Wesley Alexandre Sena da Silva (born May 2, 1996) is a Brazilian professional basketball player who currently plays for Caxias do Sul in the NBB.

Professional career
Sena played for Palmeiras, seeing action in the top-tier of Brazilian basketball, the NBB, until 2014 and then made the switch to fellow NBB outfit Bauru. With Bauru, he won the 2014 Liga Sudamericana de Básquetbol and the 2015 FIBA Americas League.

He was an early entry candidate for the 2016 NBA draft, but later removed his name from the list. The same year, at age 20, he signed for FC Barcelona of the Spanish ACB. To begin with, he jumped between Barça’s first team and their reserve team, that plays in LEB Oro.
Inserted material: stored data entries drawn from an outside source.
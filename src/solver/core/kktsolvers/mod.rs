use crate::algebra::FloatT;
use crate::ldl::LdlError;

mod directldl;
pub use directldl::*;

/// Linear solver capability consumed by the iteration engine.
///
/// The engine assembles the quasidefinite system
/// ```text
/// K = [ P + σI      A'          ]
///     [ A           -diag(1/ρ)  ]
/// ```
/// once at setup through a concrete implementation's constructor, then
/// interacts with it only through this trait: in-place solves against
/// K, and penalty updates that refresh the factorization.
pub trait KKTSolver<T: FloatT> {
    /// solve `K x = b` in place, with `x` overwriting `b`
    fn solve(&mut self, b: &mut [T]);

    /// replace the penalty block `-diag(1/ρ)` and refactor
    fn update_rho(&mut self, rho: &[T]) -> Result<(), LdlError>;
}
On 23 October 2016, Sena made his debut in Liga ACB. He played three minutes and scored one point in Barcelona's 80–58 win over Real Betis Energía Plus.

In February 2017, Sena left FC Barcelona Lassa by mutual consent. He saw action in only one ACB game for Barcelona, while being a regular in the reserve side, averaging 6.8 points and 3.3 rebounds a contest.

In March 2017, he joined the Contagem Towers of the Liga Ouro de Basquete in his native Brazil.

On August 8, 2018, Sena signed with CB Prat of the LEB Oro.

In december 2019, Wesley Sena was part of the champion cast players of the Botafogo, on league sul-american of basketball.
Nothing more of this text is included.